As she tried to get her life back to normal following the procedure, Culwell’s birth mother realized something was wrong because her stomach continued to grow.

After returning to the doctor, it was determined that Culwell’s biological mother had been pregnant with twins. Culwell had a brother who was successfully aborted while she survived.

Her birth mother decided to go to Kansas to seek a late-term abortion, but doctors there determined the risk to her health was too great. Instead, Culwell’s grandparents took her birth mother to an adoption agency, where she stayed until Culwell was delivered at 30 weeks.

“When I was born, I weighed three pounds and two ounces, and I had a dislocated hip. So, in my mind, this is not what I expected to find out, but it’s almost like putting back together the pieces of the puzzle of my life story because we never knew what caused those complications,” she said.

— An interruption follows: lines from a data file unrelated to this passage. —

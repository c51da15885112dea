use std::sync::{Arc, Mutex, MutexGuard, PoisonError};

use common::api::{ToneArmMoveRequest, ToneArmPosition};
use tokio::{
    sync::watch,
    time::{self, Instant},
};
use tokio_util::sync::CancellationToken;
use tracing::{debug, error, info, trace, warn};

use crate::models::{
    jog::{JogDirection, RampProfile},
    notification::Surface,
};

use super::{
    notifier::Notifier,
    ports::{RemoteResult, ToneArmPort},
};

/// How the controller moves the tone-arm.
#[derive(Debug, Clone, Copy, PartialEq, Eq)]
pub struct JogConfig {
    pub ramp: RampProfile,

    /// Step count of a single (non-held) jog.
    pub discrete_steps: u32,

    /// Send moves as calibration moves that leave the server's logical
    /// position alone.
    pub from_settings: bool,
}

impl Default for JogConfig {
    fn default() -> Self {
        Self {
            ramp: RampProfile::default(),
            discrete_steps: 5,
            from_settings: true,
        }
    }
}

/// What [`JogController::start`] did.
#[derive(Debug, Clone, Copy, PartialEq, Eq)]
pub enum JogStart {
    Started,

    /// A hold in the same direction is already running.
    AlreadyHolding,

    /// A hold in the other direction is running.
    Refused,
}

/// Turns a press-and-hold into a ramped series of relative tone-arm moves.
///
/// A hold starts slow and accelerates over the ramp: each step is larger
/// and comes sooner than the last. Releasing (or dropping the controller)
/// ends the session; a step already on the wire completes, but nothing is
/// issued or scheduled after it.
pub struct JogController {
    shared: Arc<JogShared>,
}

struct JogShared {
    tone_arm: Arc<dyn ToneArmPort>,
    notifier: Arc<Notifier>,
    config: JogConfig,
    session: Mutex<JogSession>,
    position: watch::Sender<Option<ToneArmPosition>>,
}

/// The one hold session of a controller. `direction == None` is idle.
#[derive(Default)]
struct JogSession {
    direction: Option<JogDirection>,
    started_at: Option<Instant>,

    /// Bumped on every start. A hold loop only acts while its own
    /// generation is the current one.
    generation: u64,
    token: Option<CancellationToken>,
}

/// Immutable facts of one hold, owned by its loop.
struct Hold {
    direction: JogDirection,
    generation: u64,
    started_at: Instant,
}

impl JogController {
    pub fn new(tone_arm: Arc<dyn ToneArmPort>, notifier: Arc<Notifier>, config: JogConfig) -> Self {
        let (position, _) = watch::channel(None);
        Self {
            shared: Arc::new(JogShared {
                tone_arm,
                notifier,
                config,
                session: Mutex::new(JogSession::default()),
                position,
            }),
        }
    }

    /// Begin holding `direction`. Must be called from within a tokio
    /// runtime.
    pub fn start(&self, direction: JogDirection) -> JogStart {
        let mut session = self.shared.lock_session();
        match session.direction {
            Some(current) if current == direction => return JogStart::AlreadyHolding,
            Some(current) => {
                warn!("Refusing to jog {} while holding {}.", direction, current);
                return JogStart::Refused;
            }
            None => {}
        }

        session.generation += 1;
        let hold = Hold {
            direction,
            generation: session.generation,
            started_at: Instant::now(),
        };
        let token = CancellationToken::new();
        session.direction = Some(direction);
        session.started_at = Some(hold.started_at);
        session.token = Some(token.clone());
        drop(session);

        info!("Holding jog {}.", direction);
        self.shared.notifier.resolve(Surface::ToneArm);
        tokio::spawn(task_jog_hold(token, self.shared.clone(), hold));
        JogStart::Started
    }

    /// Release the hold. Returns whether a hold was running.
    pub fn stop(&self) -> bool {
        self.shared.stop()
    }

    pub fn direction(&self) -> Option<JogDirection> {
        self.shared.lock_session().direction
    }

    pub fn is_holding(&self) -> bool {
        self.direction().is_some()
    }

    /// Time since the current hold started.
    pub fn held_for(&self) -> Option<std::time::Duration> {
        self.shared
            .lock_session()
            .started_at
            .map(|started_at| started_at.elapsed())
    }

    /// One fixed-size jog, independent of any hold.
    pub async fn jog_once(&self, direction: JogDirection) -> RemoteResult<()> {
        let steps = direction.signed(self.shared.config.discrete_steps);
        let request = ToneArmMoveRequest::relative(steps, self.shared.config.from_settings);
        self.move_and_refresh(request).await
    }

    /// Move the tone-arm to an absolute angle.
    pub async fn move_to_angle(&self, angle_deg: f64) -> RemoteResult<()> {
        self.move_and_refresh(ToneArmMoveRequest::to_angle(angle_deg))
            .await
    }

    /// Park the tone-arm at its home position.
    pub async fn home(&self) -> RemoteResult<()> {
        self.move_to_angle(0.0).await
    }

    async fn move_and_refresh(&self, request: ToneArmMoveRequest) -> RemoteResult<()> {
        let result = self.shared.tone_arm.move_tone_arm(request).await;
        if let Err(e) = &result {
            error!("Failed to move tone-arm. Error: {}", e);
            self.shared
                .notifier
                .toast(Surface::ToneArm, e.user_message());
        }
        self.shared.refresh_position_quietly().await;
        result
    }

    /// Fetch and publish the tone-arm position.
    pub async fn refresh_position(&self) -> RemoteResult<ToneArmPosition> {
        self.shared.refresh_position().await
    }

    /// Last fetched tone-arm position.
    pub fn position(&self) -> Option<ToneArmPosition> {
        *self.shared.position.borrow()
    }
}

impl Drop for JogController {
    fn drop(&mut self) {
        self.shared.stop();
    }
}

impl JogShared {
    fn lock_session(&self) -> MutexGuard<'_, JogSession> {
        self.session.lock().unwrap_or_else(PoisonError::into_inner)
    }

    fn stop(&self) -> bool {
        let mut session = self.lock_session();
        let was_holding = session.direction.take();
        session.started_at = None;
        if let Some(token) = session.token.take() {
            token.cancel();
        }
        drop(session);

        if let Some(direction) = was_holding {
            info!("Released jog {}.", direction);
        }
        was_holding.is_some()
    }

    fn is_current(&self, generation: u64) -> bool {
        let session = self.lock_session();
        session.direction.is_some() && session.generation == generation
    }

    async fn refresh_position(&self) -> RemoteResult<ToneArmPosition> {
        let position = self.tone_arm.tone_arm_position().await?;
        self.position.send_replace(Some(position));
        Ok(position)
    }

    /// Position refresh after a move. A failure keeps the last known
    /// position.
    async fn refresh_position_quietly(&self) {
        if let Err(e) = self.refresh_position().await {
            warn!("Failed to refresh tone-arm position. Error: {}", e);
        }
    }
}

/// Task: Issue the steps of one hold until it is released.
/// Each iteration moves by the ramped step size, refreshes the position and
/// sleeps the ramped delay. The session generation is checked before every
/// move and every reschedule so a released hold issues nothing further.
/// Can be cancelled.
#[tracing::instrument(skip_all, fields(direction = %hold.direction, generation = hold.generation))]
async fn task_jog_hold(token: CancellationToken, shared: Arc<JogShared>, hold: Hold) {
    debug!("Started.");
    let ramp = shared.config.ramp;

    loop {
        if !shared.is_current(hold.generation) {
            debug!("Hold ended.");
            break;
        }

        let t = ramp.fraction(hold.started_at.elapsed());
        let steps = hold.direction.signed(ramp.step_magnitude(t));
        trace!("Jogging {} steps (ramp {:.2}).", steps, t);

        let request = ToneArmMoveRequest::relative(steps, shared.config.from_settings);
        match shared.tone_arm.move_tone_arm(request).await {
            Ok(()) => shared.notifier.resolve(Surface::ToneArm),
            Err(e) => {
                error!("Failed to jog tone-arm, continuing hold. Error: {}", e);
                shared
                    .notifier
                    .report(Surface::ToneArm, &e.user_message());
            }
        }
        shared.refresh_position_quietly().await;

        if !shared.is_current(hold.generation) {
            debug!("Hold ended while moving.");
            break;
        }

        tokio::select! {
            _ = token.cancelled() => {
                debug!("Cancelled.");
                break;
            },
            _ = time::sleep(ramp.step_delay(t)) => {}
        }
    }
}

“I survived something that was meant to take my life, but even bigger than that, my life was protected in spirit that day. … I don’t know why I survived […], and my twin didn’t. But I know God protected my life, and I was willing to forgive my birth mother and love her at that moment.”

Since finding out she is an abortion survivor, Culwell has endured some rough patches. But after giving birth to her own daughter, she developed a close relationship with her birth mother.

In fact, Claire’s birth mother found healing and forgiveness through her relationship with her granddaughter, as well as hearing stories of other abortion survivors and even former abortion clinic directors and doctors, according to Culwell.

Claire continues to tell her story and advocates for the Born Alive Abortion Survivors Protection Act.

“I’m a wife and a mother, and I have a successful career, and I enjoy my life,” she said. “I’m so grateful for my life and for the family that I have through adoption, and so I enjoy being able to share not only my humanity with people but also to be able to join with other people who have survived abortions like myself.”